Certified Career Coach Dawid Wiacek, Founder of Career Fixer LLC, explained to Job-Hunt that from working with his clients, he has seen firsthand that job loss can do a number on people’s sense of self-esteem and confidence—and that building up “job momentum” again can be tough.
“Job loss can be incredibly demoralizing, especially if you consider yourself to be a dedicated employee,” he said. “Even if you’ve been a slacker or were underperforming, losing a job can still present a lot of challenges, including the obvious, like not having a paycheck but also negative perceptions from family and friends who might think you’re being a ‘lazy bum.'”
While finding yourself without the professional position you’ve relied on can be disorienting and scary, the fact is that not everything about losing a job is bad. Once you’ve recovered from the initial shock of being, at least for the moment, unemployed, it’s possible to recover from job loss and emerge from it in an even better situation than before—if you know the right steps to take to get back on your feet again.
“Without exception, my clients who have lost jobs have gone to do wonderful things, whether it’s starting their own businesses, taking a (forced) sabbatical, volunteering, finding jobs that are more fulfilling, and/or being paid more than at the job they lost,” Wiacek noted.
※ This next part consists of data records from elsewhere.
/// 写出 `*<argc>\r\n` 和每个参数的 `$<len>\r\n<bytes>\r\n`。
fn encode_multi_bulk<'a, I>(args: I) -> Result<Vec<u8>, EncodeError>
where
    I: Iterator<Item = &'a [u8]> + Clone,
{
    // 第一遍：每个参数加上批量开销，再加上顶层的头部
    let mut argc = 0;
    let mut totlen = 0usize;
    for arg in args.clone() {
        argc += 1;
        totlen = totlen
            .checked_add(bulk_len(arg.len()))
            .ok_or(EncodeError::OutOfMemory)?;
    }
    totlen = totlen
        .checked_add(multi_bulk_header_len(argc))
        .ok_or(EncodeError::OutOfMemory)?;

    let mut cmd = Vec::new();
    cmd.try_reserve_exact(totlen)
        .map_err(|_| EncodeError::OutOfMemory)?;

    // 第二遍：写出字节
    cmd.push(b'*');
    write_decimal(&mut cmd, argc);
    for arg in args {
        cmd.push(b'$');
        write_decimal(&mut cmd, arg.len());
        cmd.extend_from_slice(arg);
        cmd.extend_from_slice(b"\r\n");
    }

    debug_assert_eq!(cmd.len(), totlen);
    Ok(cmd)
}

/// 写入十进制数和随后的 `\r\n`
fn write_decimal(dst: &mut Vec<u8>, val: usize) {
    let mut buf = [0u8; 20];
    let mut buf = Cursor::new(&mut buf[..]);

    // 20 字节足以容纳任何 u64
    if write!(&mut buf, "{}", val).is_ok() {
        let pos = buf.position() as usize;
        dst.extend_from_slice(&buf.get_ref()[..pos]);
    }
    dst.extend_from_slice(b"\r\n");
}

fn append(dst: &mut Vec<u8>, src: &[u8]) -> Result<(), EncodeError> {
    dst.try_reserve(src.len())
        .map_err(|_| EncodeError::OutOfMemory)?;
    dst.extend_from_slice(src);
    Ok(())
}

fn next_bytes<'a>(args: &mut slice::Iter<'_, Arg<'a>>) -> Result<&'a [u8], EncodeError> {
    match args.next() {
        Some(&Arg::Str(s)) => Ok(s.as_bytes()),
        Some(&Arg::Bytes(b)) => Ok(b),
        _ => Err(EncodeError::InvalidFormat),
    }
}

const INT_CONVERSIONS: &[u8] = b"diouxX";
const FLOAT_CONVERSIONS: &[u8] = b"eEfFgGaA";

/// 整数参数在格式化之前被截断到的宽度。
#[derive(Debug, Clone, Copy, PartialEq, Eq)]
enum Size {
    Char,
    Short,
    Int,
    Long,
}

/// 一个解析后的数值转换：`%[flags][width][.precision][size]conversion`。
#[derive(Debug, Clone, PartialEq, Eq)]
struct Conversion {
    left: bool,
    zero: bool,
    plus: bool,
    space: bool,
    alt: bool,
    width: usize,
    precision: Option<usize>,
    size: Size,
    conversion: u8,
}

impl Conversion {
    /// 解析 '%' 之后的转换说明，返回转换和消耗的字节数。
    fn parse(directive: &[u8]) -> Result<(Conversion, usize), EncodeError> {
        let mut conv = Conversion {
            left: false,
            zero: false,
            plus: false,
            space: false,
            alt: false,
            width: 0,
            precision: None,
            size: Size::Int,
            conversion: 0,
        };
        let mut p = 0;

        // 标志
        while let Some(&flag) = directive.get(p) {
            match flag {
                b'-' => conv.left = true,
                b'0' => conv.zero = true,
                b'+' => conv.plus = true,
                b' ' => conv.space = true,
                b'#' => conv.alt = true,
                _ => break,
            }
            p += 1;
        }

        // 宽度
        let (width, used) = parse_number(&directive[p..])?;
        conv.width = width;
        p += used;

        // 精度
        if directive.get(p) == Some(&b'.') {
            p += 1;
            let (precision, used) = parse_number(&directive[p..])?;
            conv.precision = Some(precision);
            p += used;
        }

        let rest = &directive[p..];
        let (size, used) = if rest.starts_with(b"hh") {
            (Size::Char, 2)
        } else if rest.starts_with(b"h") {
            (Size::Short, 1)
        } else if rest.starts_with(b"ll") {
            (Size::Long, 2)
        } else if rest.starts_with(b"l") {
            (Size::Long, 1)
        } else {
            (Size::Int, 0)
        };
        conv.size = size;
        p += used;

        let &c = directive.get(p).ok_or(EncodeError::InvalidFormat)?;
        let valid = INT_CONVERSIONS.contains(&c) || (used == 0 && FLOAT_CONVERSIONS.contains(&c));
        if !valid {
            return Err(EncodeError::InvalidFormat);
        }
        conv.conversion = c;

        Ok((conv, p + 1))
    }

    fn render(&self, arg: Option<&Arg<'_>>) -> Result<String, EncodeError> {
        if FLOAT_CONVERSIONS.contains(&self.conversion) {
            return match arg {
                Some(Arg::Double(v)) => Ok(self.render_float(*v)),
                _ => Err(EncodeError::InvalidFormat),
            };
        }

        let raw = match arg {
            Some(Arg::Int(v)) => *v as u64,
            Some(Arg::Uint(v)) => *v,
            _ => return Err(EncodeError::InvalidFormat),
        };

        Ok(match self.conversion {
            b'd' | b'i' => {
                let value = match self.size {
                    Size::Char => raw as i8 as i64,
                    Size::Short => raw as i16 as i64,
                    Size::Int => raw as i32 as i64,
                    Size::Long => raw as i64,
                };
                self.render_integer(value < 0, value.unsigned_abs())
            }
            _ => {
                let value = match self.size {
                    Size::Char => raw as u8 as u64,
                    Size::Short => raw as u16 as u64,
                    Size::Int => raw as u32 as u64,
                    Size::Long => raw,
                };
                self.render_integer(false, value)
            }
        })
    }

    fn render_integer(&self, negative: bool, magnitude: u64) -> String {
        let signed = matches!(self.conversion, b'd' | b'i');

        let mut digits = match self.conversion {
            b'o' => format!("{:o}", magnitude),
            b'x' => format!("{:x}", magnitude),
            b'X' => format!("{:X}", magnitude),
            _ => magnitude.to_string(),
        };

        if let Some(precision) = self.precision {
            if precision == 0 && magnitude == 0 {
                digits.clear();
            } else if digits.len() < precision {
                digits.insert_str(0, &"0".repeat(precision - digits.len()));
            }
        }

        if self.alt && self.conversion == b'o' && !digits.starts_with('0') {
            digits.insert(0, '0');
        }

        let mut prefix = String::new();
        if negative {
            prefix.push('-');
        } else if signed && self.plus {
            prefix.push('+');
        } else if signed && self.space {
            prefix.push(' ');
        }
        if self.alt && magnitude != 0 {
            match self.conversion {
                b'x' => prefix.push_str("0x"),
                b'X' => prefix.push_str("0X"),
                _ => {}
            }
        }

        // 给出精度时忽略 '0' 标志
        self.pad(&prefix, &digits, self.precision.is_none())
    }

    fn render_float(&self, value: f64) -> String {
        let upper = self.conversion.is_ascii_uppercase();

        let prefix = if value.is_sign_negative() {
            "-"
        } else if self.plus {
            "+"
        } else if self.space {
            " "
        } else {
            ""
        };

        let magnitude = value.abs();
        if !magnitude.is_finite() {
            let body = match (magnitude.is_nan(), upper) {
                (true, false) => "nan",
                (true, true) => "NAN",
                (false, false) => "inf",
                (false, true) => "INF",
            };
            return self.pad(prefix, body, false);
        }

        if self.conversion.eq_ignore_ascii_case(&b'a') {
            let mut prefix = format!("{}0x", prefix);
            let mut body = hex_float(magnitude, self.precision, self.alt);
            if upper {
                prefix.make_ascii_uppercase();
                body.make_ascii_uppercase();
            }
            // 补零放在 `0x` 之后
            return self.pad(&prefix, &body, true);
        }

        let precision = self.precision.unwrap_or(6);
        let mut body = match self.conversion.to_ascii_lowercase() {
            b'f' => fixed(magnitude, precision, self.alt),
            b'e' => exponential(magnitude, precision, self.alt),
            _ => general(magnitude, precision, self.alt),
        };
        if upper {
            body.make_ascii_uppercase();
        }

        self.pad(prefix, &body, true)
    }

    fn pad(&self, prefix: &str, body: &str, zero_allowed: bool) -> String {
        let len = prefix.len() + body.len();
        if len >= self.width {
            return format!("{}{}", prefix, body);
        }

        let fill = self.width - len;
        if self.left {
            format!("{}{}{}", prefix, body, " ".repeat(fill))
        } else if self.zero && zero_allowed {
            format!("{}{}{}", prefix, "0".repeat(fill), body)
        } else {
            format!("{}{}{}", " ".repeat(fill), prefix, body)
        }
    }
}

/// 解析一串十进制数字，没有数字时返回 0。
fn parse_number(src: &[u8]) -> Result<(usize, usize), EncodeError> {
    let used = src.iter().take_while(|b| b.is_ascii_digit()).count();
    if used == 0 {
        return Ok((0, 0));
    }

    let value = atoi::atoi::<usize>(&src[..used]).ok_or(EncodeError::InvalidFormat)?;
    Ok((value, used))
}

fn fixed(value: f64, precision: usize, alt: bool) -> String {
    let mut out = format!("{:.*}", precision, value);
    if alt && precision == 0 {
        out.push('.');
    }
    out
}

/// `d.ddde±XX`，指数至少两位
fn exponential(value: f64, precision: usize, alt: bool) -> String {
    let repr = format!("{:.*e}", precision, value);
    let (mantissa, exponent) = match repr.split_once('e') {
        Some(parts) => parts,
        None => return repr,
    };
    let exponent: i32 = exponent.parse().unwrap_or(0);

    let mut out = mantissa.to_string();
    if alt && precision == 0 {
        out.push('.');
    }

    let sign = if exponent < 0 { '-' } else { '+' };
    format!("{}e{}{:02}", out, sign, exponent.unsigned_abs())
}

/// 十六进制浮点数 `h.hhhp±d`，不含符号和 `0x` 前缀。
///
/// 没有精度时输出精确表示所需的最少位数。给出精度时按就近舍入到偶数，进位不重新规格化，
/// 所以 `%.0a` 对 1.5 得到 `2p+0`。非规格化数以 `0.` 开头，指数固定为 -1022。
fn hex_float(value: f64, precision: Option<usize>, alt: bool) -> String {
    const MANTISSA_DIGITS: usize = 13;

    let bits = value.to_bits();
    let biased = ((bits >> 52) & 0x7ff) as i64;
    let mantissa = bits & ((1u64 << 52) - 1);

    let (mut lead, exponent) = match (biased, mantissa) {
        (0, 0) => (0u64, 0i64),
        (0, _) => (0, -1022),
        _ => (1, biased - 1023),
    };

    let digits = match precision {
        None => {
            let mut digits = format!("{:013x}", mantissa);
            let len = digits.trim_end_matches('0').len();
            digits.truncate(len);
            digits
        }
        Some(p) if p >= MANTISSA_DIGITS => {
            format!("{:013x}{}", mantissa, "0".repeat(p - MANTISSA_DIGITS))
        }
        Some(p) => {
            let shift = 4 * (MANTISSA_DIGITS - p) as u32;
            let mut keep = mantissa >> shift;
            let rest = mantissa & ((1u64 << shift) - 1);
            let half = 1u64 << (shift - 1);

            let odd = if p == 0 { lead & 1 == 1 } else { keep & 1 == 1 };
            if rest > half || (rest == half && odd) {
                keep += 1;
            }
            if keep == 1u64 << (4 * p) {
                lead += 1;
                keep = 0;
            }

            if p == 0 {
                String::new()
            } else {
                format!("{:0width$x}", keep, width = p)
            }
        }
    };

    let mut out = lead.to_string();
    if !digits.is_empty() || alt {
        out.push('.');
    }
    out.push_str(&digits);

    let sign = if exponent < 0 { '-' } else { '+' };
    format!("{}p{}{}", out, sign, exponent.unsigned_abs())
}

fn general(value: f64, precision: usize, alt: bool) -> String {
    let p = precision.max(1);

    let repr = format!("{:.*e}", p - 1, value);
    let x: i64 = repr
        .split_once('e')
        .and_then(|(_, e)| e.parse().ok())
        .unwrap_or(0);

    let p = p as i64;
    let mut out = if p > x && x >= -4 {
        fixed(value, (p - 1 - x) as usize, alt)
    } else {
        exponential(value, (p - 1) as usize, alt)
    };

    if !alt {
        let split = out.find('e').unwrap_or(out.len());
        let (mantissa, exponent) = out.split_at(split);
        if mantissa.contains('.') {
            let trimmed = mantissa.trim_end_matches('0').trim_end_matches('.');
            out = format!("{}{}", trimmed, exponent);
        }
    }

    out
}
The career coach recommended trying out the following three tactics to recover more quickly and gracefully from job loss.
Give Yourself a Brain Break
In the initial aftermath of losing your job and in the first weeks of being without your usual routine that follow, it’s easy to spiral into anxiety, depression, or self-deprecating (false) thoughts about your lack of talent.
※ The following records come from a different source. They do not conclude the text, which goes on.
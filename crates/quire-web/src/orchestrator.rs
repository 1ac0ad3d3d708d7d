//! The request orchestrator (§4.7): the cache-probe cascade in front of
//! every detail/list/profile lookup, plus the top-level-publication filter
//! applied to list endpoints.

use std::sync::Arc;
use std::time::Duration;

use tracing::debug;

use quire_cache::Cache;
use quire_core::{kind, Event, EventId, ReplaceableAddress};
use quire_relay::{sizing, Filter, RelayTransport};

use crate::error::{AppError, AppResult};

pub const LOG_TARGET: &str = "quire::web::orchestrator";

/// Merges `found` into a cached list, deduping by replaceable address and
/// keeping the greatest `created_at` for each address (§4.7 step 4).
fn merge_into_list(list: &mut Vec<Event>, found: Event) {
    if let Some(addr) = found.replaceable_address() {
        if let Some(existing) = list
            .iter_mut()
            .find(|e| e.replaceable_address().as_ref() == Some(&addr))
        {
            if found.created_at > existing.created_at {
                *existing = found;
            }
            return;
        }
    }
    list.push(found);
}

/// Looks up a single replaceable-address event through the cache cascade
/// described in §4.7: detail cache, then a TTL=∞ probe of the list cache,
/// then the network, writing both caches back on a network hit.
async fn lookup_detail(
    transport: &Arc<dyn RelayTransport>,
    detail: &quire_cache::Namespace<Event>,
    list: &quire_cache::Namespace<Vec<Event>>,
    addr: &ReplaceableAddress,
    relay_set: &[String],
) -> AppResult<Event> {
    let key = addr.to_string();

    if let Some(event) = detail.get(&key) {
        debug!(target: LOG_TARGET, %addr, "detail cache hit");
        return Ok(event);
    }

    if let Some(cached_list) = list.get_with_ttl("list", Duration::MAX) {
        if let Some(event) = cached_list
            .iter()
            .find(|e| e.replaceable_address().as_ref() == Some(addr))
        {
            debug!(target: LOG_TARGET, %addr, "resolved from stale list cache");
            detail.set(key, event.clone());
            return Ok(event.clone());
        }
    }

    let filter = Filter::new()
        .kinds([addr.kind])
        .authors([addr.author])
        .d_tags([addr.d.clone()]);
    let found = quire_relay::fetch(
        transport.clone(),
        vec![filter],
        relay_set,
        sizing::single_item(),
    )
    .await;

    let Some(event) = found.into_iter().next() else {
        return Err(AppError::NotFound);
    };

    detail.set(key, event.clone());
    let mut cached_list = list.get_with_ttl("list", Duration::MAX).unwrap_or_default();
    merge_into_list(&mut cached_list, event.clone());
    list.set("list", cached_list);

    Ok(event)
}

/// Publication-detail lookup (§4.7, steps 1-5), addressed by its canonical
/// `(kind, author, d)` triple.
pub async fn publication(
    cache: &Cache,
    transport: &Arc<dyn RelayTransport>,
    addr: &ReplaceableAddress,
    relay_set: &[String],
) -> AppResult<Event> {
    lookup_detail(
        transport,
        &cache.detail_publication,
        &cache.list_publications,
        addr,
        relay_set,
    )
    .await
}

/// Article-detail lookup, analogous to [`publication`] (§4.7 "Analogous
/// logic for articles").
pub async fn article(
    cache: &Cache,
    transport: &Arc<dyn RelayTransport>,
    addr: &ReplaceableAddress,
    relay_set: &[String],
) -> AppResult<Event> {
    lookup_detail(
        transport,
        &cache.detail_article,
        &cache.list_articles,
        addr,
        relay_set,
    )
    .await
}

/// Resolves a profile's handle by author key via the two-level
/// `profile:handle` / `profile:event` cache (§4.7: "Handle lookup uses
/// two-level cache... then handle extraction, then network"). A cached
/// `None` is a recognized negative entry, not a miss.
pub async fn profile_handle(
    cache: &Cache,
    transport: &Arc<dyn RelayTransport>,
    author: quire_core::AuthorKey,
    relay_set: &[String],
) -> Option<quire_core::ProfileHandle> {
    let key = author.to_string();
    if let Some(handle) = cache.profile_handle.get(&key) {
        return handle;
    }

    let event = if let Some(event) = cache.profile_event.get(&key) {
        Some(event)
    } else {
        let filter = Filter::new().kinds([kind::PROFILE]).authors([author]);
        let found = quire_relay::fetch(
            transport.clone(),
            vec![filter],
            relay_set,
            sizing::profile_lookup(),
        )
        .await;
        found.into_iter().next().inspect(|event| {
            cache.profile_event.set(key.clone(), event.clone());
        })
    };

    let handle = event.and_then(|e| quire_core::ProfileHandle::from_content(&e.content));
    cache.profile_handle.set(key, handle.clone());
    handle
}

/// Whether no other event in `all` references `candidate` by canonical
/// address or by event id (§4.7 "List top-level filter").
fn is_top_level(candidate: &Event, all: &[Event]) -> bool {
    let addr = candidate.replaceable_address();
    !all.iter().any(|other| {
        if other.id == candidate.id {
            return false;
        }
        let by_address = addr
            .as_ref()
            .is_some_and(|a| other.a_tags().any(|t| t.value() == Some(a.to_string().as_str())));
        let by_id = other
            .e_tags()
            .any(|t| t.value().and_then(|v| v.parse::<EventId>().ok()) == Some(candidate.id));
        by_address || by_id
    })
}

/// Fetches a fresh top-level list of the given kind (§4.7's list endpoints),
/// caching the full (unfiltered) result so detail lookups can stale-probe it.
async fn fetch_list(
    transport: &Arc<dyn RelayTransport>,
    list: &quire_cache::Namespace<Vec<Event>>,
    kind: u32,
    limit: u32,
    relay_set: &[String],
) -> Vec<Event> {
    if let Some(cached) = list.get("list") {
        return cached;
    }
    let filter = Filter::new().kinds([kind]).limit(limit);
    let events = quire_relay::fetch(
        transport.clone(),
        vec![filter],
        relay_set,
        sizing::list_fetch(limit),
    )
    .await;
    list.set("list", events.clone());
    events
}

/// `GET /books` (§4.7, §6): top-level publications only.
pub async fn list_publications(
    cache: &Cache,
    transport: &Arc<dyn RelayTransport>,
    limit: u32,
    relay_set: &[String],
) -> Vec<Event> {
    let events = fetch_list(
        transport,
        &cache.list_publications,
        kind::PUBLICATION_INDEX,
        limit,
        relay_set,
    )
    .await;
    events
        .iter()
        .filter(|e| is_top_level(e, &events))
        .cloned()
        .collect()
}

/// `GET /articles`.
pub async fn list_articles(
    cache: &Cache,
    transport: &Arc<dyn RelayTransport>,
    limit: u32,
    relay_set: &[String],
) -> Vec<Event> {
    fetch_list(transport, &cache.list_articles, kind::ARTICLE, limit, relay_set).await
}

/// `GET /highlights`: reader highlight events, newest first. Highlights
/// don't nest, so no top-level filter applies.
pub async fn list_highlights(
    cache: &Cache,
    transport: &Arc<dyn RelayTransport>,
    limit: u32,
    relay_set: &[String],
) -> Vec<Event> {
    fetch_list(
        transport,
        &cache.list_highlights,
        kind::HIGHLIGHT,
        limit,
        relay_set,
    )
    .await
}

/// Free-text search over the cached publication/article lists: an exact
/// pass against `normalize_exact`, falling back to `normalize_fuzzy`
/// (§4.3, §4.7).
pub async fn search(
    cache: &Cache,
    transport: &Arc<dyn RelayTransport>,
    query: &str,
    relay_set: &[String],
) -> Vec<Event> {
    let key = format!("{}|{}", query, relay_set.join(","));
    if let Some(cached) = cache.search.get(&key) {
        return cached;
    }

    let publications = fetch_list(
        transport,
        &cache.list_publications,
        kind::PUBLICATION_INDEX,
        200,
        relay_set,
    )
    .await;
    let articles = fetch_list(transport, &cache.list_articles, kind::ARTICLE, 200, relay_set).await;

    let exact = quire_core::address::normalize_exact(query);
    let fuzzy = quire_core::address::normalize_fuzzy(query);

    let matches_event = |e: &Event| {
        let title = e
            .tags
            .iter()
            .find(|t| t.is_named("title"))
            .and_then(|t| t.value())
            .unwrap_or("");
        let norm_exact = quire_core::address::normalize_exact(title);
        if norm_exact.contains(&exact) {
            return true;
        }
        quire_core::address::normalize_fuzzy(title).contains(&fuzzy)
    };

    let results: Vec<Event> = publications
        .into_iter()
        .chain(articles)
        .filter(matches_event)
        .collect();

    cache.search.set(key, results.clone());
    results
}

#[cfg(test)]
mod tests {
    use super::*;
    use quire_core::{AuthorKey, Tag};

    fn event(kind: u32, id: u8, tags: Vec<Tag>) -> Event {
        Event {
            id: EventId([id; 32]),
            author: AuthorKey([1; 32]),
            created_at: id as u64,
            kind,
            tags,
            content: String::new(),
        }
    }

    #[test]
    fn merge_into_list_keeps_the_newer_event_for_the_same_address() {
        let mut list = vec![Event {
            created_at: 1,
            ..event(kind::PUBLICATION_INDEX, 1, vec![Tag::new(["d", "book"])])
        }];
        let newer = Event {
            created_at: 2,
            ..event(kind::PUBLICATION_INDEX, 2, vec![Tag::new(["d", "book"])])
        };
        merge_into_list(&mut list, newer.clone());
        assert_eq!(list.len(), 1);
        assert_eq!(list[0].created_at, 2);
    }

    #[test]
    fn merge_into_list_keeps_the_older_event_if_it_has_the_greater_created_at() {
        let mut list = vec![Event {
            created_at: 5,
            ..event(kind::PUBLICATION_INDEX, 1, vec![Tag::new(["d", "book"])])
        }];
        let older = Event {
            created_at: 2,
            ..event(kind::PUBLICATION_INDEX, 2, vec![Tag::new(["d", "book"])])
        };
        merge_into_list(&mut list, older);
        assert_eq!(list[0].created_at, 5);
    }

    #[test]
    fn a_publication_referenced_by_another_is_not_top_level() {
        let part = event(kind::PUBLICATION_INDEX, 1, vec![Tag::new(["d", "part"])]);
        let addr = part.replaceable_address().unwrap().to_string();
        let index = event(
            kind::PUBLICATION_INDEX,
            2,
            vec![Tag::new(["d", "index"]), Tag::new(["a", &addr])],
        );
        let all = vec![part.clone(), index.clone()];
        assert!(is_top_level(&index, &all));
        assert!(!is_top_level(&part, &all));
    }

    #[test]
    fn an_unreferenced_publication_is_top_level() {
        let solo = event(kind::PUBLICATION_INDEX, 1, vec![Tag::new(["d", "solo"])]);
        let all = vec![solo.clone()];
        assert!(is_top_level(&solo, &all));
    }
}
Wiacek suggested unplugging from these concerns temporarily by doing something that’s personally fulfilling to you, rather than plunging immediately into trying to line up new work. “Don’t think about the job search for a few weeks, or at least a few days,” he said. “Take some time off to go camping, or visit a nearby city that has been on your list.”
A smart way to get your foot in new doors right away, without needing to go through all the steps of a formal job search, is to offer your services as a volunteer at an organization you might be interested in working for.
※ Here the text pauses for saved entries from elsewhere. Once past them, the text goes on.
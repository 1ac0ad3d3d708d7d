//! The multiplexer's single operation: `fetch` (§4.2).

use std::collections::HashSet;
use std::sync::Arc;
use std::time::Duration;

use tokio::sync::mpsc;
use tokio::time::Instant;
use tracing::{debug, warn};

use quire_core::{Event, EventId};
use quire_util_error::FmtCompact;

use crate::filter::Filter;
use crate::transport::{RelayMsg, RelayTransport};

pub const LOG_TARGET: &str = "quire::relay";

/// Parameters for a single `fetch` call, per §4.2's sizing-policy table.
#[derive(Debug, Clone, Copy)]
pub struct FetchPolicy {
    pub budget: Duration,
    pub early_exit: bool,
    pub min_results: usize,
}

enum Signal {
    Msg(usize, RelayMsg),
    Done(usize),
    /// A relay never produced an EOSE of its own because connecting or
    /// subscribing to it failed outright (§7: "relay-subscribe … treated
    /// as instant EOSE").
    Failed(usize),
}

/// Opens one subscription per relay in `relay_set` in parallel, dedupes
/// streamed events by id, and resolves at the earliest of all-eose,
/// early-exit, or budget-exhausted (§4.2).
pub async fn fetch(
    transport: Arc<dyn RelayTransport>,
    filters: Vec<Filter>,
    relay_set: &[String],
    policy: FetchPolicy,
) -> Vec<Event> {
    if relay_set.is_empty() {
        return Vec::new();
    }

    let (tx, mut rx) = mpsc::channel::<Signal>(1024);

    for (idx, url) in relay_set.iter().cloned().enumerate() {
        let transport = Arc::clone(&transport);
        let filters = filters.clone();
        let tx = tx.clone();
        tokio::spawn(async move {
            let handle = match transport.ensure_relay(&url).await {
                Ok(h) => h,
                Err(err) => {
                    warn!(target: LOG_TARGET, relay = %url, err = %err.fmt_compact(), "connect failed");
                    let _ = tx.send(Signal::Failed(idx)).await;
                    return;
                }
            };
            let mut sub = match transport.subscribe(handle.as_ref(), &filters).await {
                Ok(s) => s,
                Err(err) => {
                    warn!(target: LOG_TARGET, relay = %url, err = %err.fmt_compact(), "subscribe failed");
                    let _ = tx.send(Signal::Failed(idx)).await;
                    return;
                }
            };
            while let Some(msg) = sub.next().await {
                let is_eose = matches!(msg, RelayMsg::Eose);
                if tx.send(Signal::Msg(idx, msg)).await.is_err() {
                    break;
                }
                if is_eose {
                    break;
                }
            }
            sub.close().await;
            let _ = tx.send(Signal::Done(idx)).await;
        });
    }
    drop(tx);

    let mut admitted_ids: HashSet<EventId> = HashSet::new();
    let mut admitted: Vec<Event> = Vec::new();
    let mut relay_done = vec![false; relay_set.len()];
    let mut any_eose = false;

    let deadline = Instant::now() + policy.budget;

    loop {
        if relay_done.iter().all(|d| *d) {
            debug!(target: LOG_TARGET, "all relays done");
            break;
        }
        if policy.early_exit && any_eose && admitted.len() >= policy.min_results {
            debug!(target: LOG_TARGET, admitted = admitted.len(), "early exit");
            break;
        }

        let remaining = deadline.saturating_duration_since(Instant::now());
        if remaining.is_zero() {
            debug!(target: LOG_TARGET, "budget exhausted");
            break;
        }

        tokio::select! {
            _ = tokio::time::sleep(remaining) => {
                debug!(target: LOG_TARGET, "budget exhausted");
                break;
            }
            signal = rx.recv() => {
                match signal {
                    None => break,
                    Some(Signal::Done(idx)) => {
                        relay_done[idx] = true;
                    }
                    Some(Signal::Failed(idx)) => {
                        relay_done[idx] = true;
                        any_eose = true;
                    }
                    Some(Signal::Msg(idx, RelayMsg::Eose)) => {
                        relay_done[idx] = true;
                        any_eose = true;
                    }
                    Some(Signal::Msg(_, RelayMsg::Event(event))) => {
                        if admitted_ids.insert(event.id) {
                            admitted.push(event);
                        }
                    }
                }
            }
        }
    }

    admitted
}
“Volunteering will make you feel less crappy, it will put the focus on the other person or group that you’re serving, and, at worst, it will be a good distraction,” Wiacek said. Just as importantly, he added that volunteering could lead to new opportunities since you’ll be able to network organically. “Your fellow volunteers, or the admins from the organization that you’re volunteering under, will see your good deed and will (usually) gladly connect you with their professional network,” he pointed out.
Develop New Interests, Skills, or Hobbies
The time freed up by losing a job may create a rare opportunity in your life to do something different.
Is there something you’ve thought of doing in the past but never got to explore because you were too busy working? Wiacek said that now is the time to explore alternate career pathways and pursue new training and skills—for example, by taking a class at your local community college in person or online.
“There are plenty of stories out there of people who used a job loss to reinvent their careers toward entrepreneurship, or at the very least a career switch.”